Description of the task:
I would like you to restate each record word for word.

The data:
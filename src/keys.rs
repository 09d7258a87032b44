//! Key-set diff between two flat maps (attributes, styles, listener tables).

use core::hash::Hash;
use hashbrown::HashSet;
use std::collections::BTreeMap;

/// Which keys changed between two maps. Keys with equal values on both sides appear in none of the sets.
#[derive(Debug, Clone, PartialEq, Eq)]
pub struct KeyDiff<'a, K: Hash + Eq> {
	pub added: HashSet<&'a K>,
	pub removed: HashSet<&'a K>,
	pub updated: HashSet<&'a K>,
}

impl<'a, K: Hash + Eq> KeyDiff<'a, K> {
	#[must_use]
	pub fn is_empty(&self) -> bool {
		self.added.is_empty() && self.removed.is_empty() && self.updated.is_empty()
	}

	/// Keys that need a (new) value: `added ∪ updated`.
	pub fn to_set(&self) -> impl '_ + Iterator<Item = &'a K> {
		self.added.iter().chain(self.updated.iter()).copied()
	}

	/// Keys whose previous value must be undone: `removed ∪ updated`.
	pub fn to_unset(&self) -> impl '_ + Iterator<Item = &'a K> {
		self.removed.iter().chain(self.updated.iter()).copied()
	}
}

/// Absent maps count as empty.
/// `updated` uses the values' [`PartialEq`], which for [`Listener`](`crate::Listener`)s is identity.
pub fn diff_keys<'a, K, V>(old: Option<&'a BTreeMap<K, V>>, new: Option<&'a BTreeMap<K, V>>) -> KeyDiff<'a, K>
where
	K: Ord + Hash + Eq,
	V: PartialEq,
{
	let mut diff = KeyDiff {
		added: HashSet::new(),
		removed: HashSet::new(),
		updated: HashSet::new(),
	};

	if let Some(old) = old {
		for (key, old_value) in old {
			match new.and_then(|new| new.get(key)) {
				None => {
					diff.removed.insert(key);
				}
				Some(new_value) if new_value != old_value => {
					diff.updated.insert(key);
				}
				Some(_) => (),
			}
		}
	}

	if let Some(new) = new {
		for key in new.keys() {
			if !old.map_or(false, |old| old.contains_key(key)) {
				diff.added.insert(key);
			}
		}
	}

	diff
}

#[cfg(test)]
mod tests {
	use super::*;

	fn map(entries: &[(&'static str, i32)]) -> BTreeMap<&'static str, i32> {
		entries.iter().copied().collect()
	}

	fn set<'a>(keys: &[&'a &'static str]) -> HashSet<&'a &'static str> {
		keys.iter().copied().collect()
	}

	#[test]
	fn same_object() {
		let a = map(&[("a", 1), ("b", 2)]);
		assert!(diff_keys(Some(&a), Some(&a)).is_empty());
	}

	#[test]
	fn added_removed_updated() {
		let old = map(&[("a", 1), ("b", 2), ("c", 3)]);
		let new = map(&[("a", 1), ("c", 4), ("d", 5)]);
		let diff = diff_keys(Some(&old), Some(&new));
		assert_eq!(diff.added, set(&[&"d"]));
		assert_eq!(diff.removed, set(&[&"b"]));
		assert_eq!(diff.updated, set(&[&"c"]));
	}

	#[test]
	fn absent_maps_are_empty() {
		let new = map(&[("a", 1)]);
		let diff = diff_keys(None, Some(&new));
		assert_eq!(diff.added, set(&[&"a"]));
		assert!(diff.removed.is_empty() && diff.updated.is_empty());

		let diff = diff_keys(Some(&new), None);
		assert_eq!(diff.removed, set(&[&"a"]));

		assert!(diff_keys::<&str, i32>(None, None).is_empty());
	}

	#[test]
	fn sets_partition_the_union_of_keys() {
		let old = map(&[("a", 1), ("b", 2), ("c", 3), ("e", 0)]);
		let new = map(&[("b", 2), ("c", 30), ("d", 4), ("e", 1)]);
		let diff = diff_keys(Some(&old), Some(&new));

		let unchanged: Vec<_> = old.keys().filter(|key| new.get(*key) == old.get(*key)).collect();
		let mut all: Vec<&&str> = diff.added.iter().chain(&diff.removed).chain(&diff.updated).copied().chain(unchanged).collect();
		all.sort();
		let mut expected: Vec<&&str> = old.keys().chain(new.keys()).collect();
		expected.sort();
		expected.dedup();
		assert_eq!(all, expected);
	}
}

Solved problem:
filename src/keys.rs
repository 09d7258a87032b44
//! Key-set diff between two flat maps (attributes, styles, listener tables).

use core::hash::Hash;
use hashbrown::HashSet;
use std::collections::BTreeMap;

/// Which keys changed between two maps. Keys with equal values on both sides appear in none of the sets.
#[derive(Debug, Clone, PartialEq, Eq)]
pub struct KeyDiff<'a, K: Hash + Eq> {
	pub added: HashSet<&'a K>,
	pub removed: HashSet<&'a K>,
	pub updated: HashSet<&'a K>,
}

impl<'a, K: Hash + Eq> KeyDiff<'a, K> {
	#[must_use]
	pub fn is_empty(&self) -> bool {
		self.added.is_empty() && self.removed.is_empty() && self.updated.is_empty()
	}

	/// Keys that need a (new) value: `added ∪ updated`.
	pub fn to_set(&self) -> impl '_ + Iterator<Item = &'a K> {
		self.added.iter().chain(self.updated.iter()).copied()
	}

	/// Keys whose previous value must be undone: `removed ∪ updated`.
	pub fn to_unset(&self) -> impl '_ + Iterator<Item = &'a K> {
		self.removed.iter().chain(self.updated.iter()).copied()
	}
}

/// Absent maps count as empty.
/// `updated` uses the values' [`PartialEq`], which for [`Listener`](`crate::Listener`)s is identity.
pub fn diff_keys<'a, K, V>(old: Option<&'a BTreeMap<K, V>>, new: Option<&'a BTreeMap<K, V>>) -> KeyDiff<'a, K>
where
	K: Ord + Hash + Eq,
	V: PartialEq,
{
	let mut diff = KeyDiff {
		added: HashSet::new(),
		removed: HashSet::new(),
		updated: HashSet::new(),
	};

	if let Some(old) = old {
		for (key, old_value) in old {
			match new.and_then(|new| new.get(key)) {
				None => {
					diff.removed.insert(key);
				}
				Some(new_value) if new_value != old_value => {
					diff.updated.insert(key);
				}
				Some(_) => (),
			}
		}
	}

	if let Some(new) = new {
		for key in new.keys() {
			if !old.map_or(false, |old| old.contains_key(key)) {
				diff.added.insert(key);
			}
		}
	}

	diff
}

#[cfg(test)]
mod tests {
	use super::*;

	fn map(entries: &[(&'static str, i32)]) -> BTreeMap<&'static str, i32> {
		entries.iter().copied().collect()
	}

	fn set<'a>(keys: &[&'a &'static str]) -> HashSet<&'a &'static str> {
		keys.iter().copied().collect()
	}

	#[test]
	fn same_object() {
		let a = map(&[("a", 1), ("b", 2)]);
		assert!(diff_keys(Some(&a), Some(&a)).is_empty());
	}

	#[test]
	fn added_removed_updated() {
		let old = map(&[("a", 1), ("b", 2), ("c", 3)]);
		let new = map(&[("a", 1), ("c", 4), ("d", 5)]);
		let diff = diff_keys(Some(&old), Some(&new));
		assert_eq!(diff.added, set(&[&"d"]));
		assert_eq!(diff.removed, set(&[&"b"]));
		assert_eq!(diff.updated, set(&[&"c"]));
	}

	#[test]
	fn absent_maps_are_empty() {
		let new = map(&[("a", 1)]);
		let diff = diff_keys(None, Some(&new));
		assert_eq!(diff.added, set(&[&"a"]));
		assert!(diff.removed.is_empty() && diff.updated.is_empty());

		let diff = diff_keys(Some(&new), None);
		assert_eq!(diff.removed, set(&[&"a"]));

		assert!(diff_keys::<&str, i32>(None, None).is_empty());
	}

	#[test]
	fn sets_partition_the_union_of_keys() {
		let old = map(&[("a", 1), ("b", 2), ("c", 3), ("e", 0)]);
		let new = map(&[("b", 2), ("c", 30), ("d", 4), ("e", 1)]);
		let diff = diff_keys(Some(&old), Some(&new));

		let unchanged: Vec<_> = old.keys().filter(|key| new.get(*key) == old.get(*key)).collect();
		let mut all: Vec<&&str> = diff.added.iter().chain(&diff.removed).chain(&diff.updated).copied().chain(unchanged).collect();
		all.sort();
		let mut expected: Vec<&&str> = old.keys().chain(new.keys()).collect();
		expected.sort();
		expected.dedup();
		assert_eq!(all, expected);
	}
}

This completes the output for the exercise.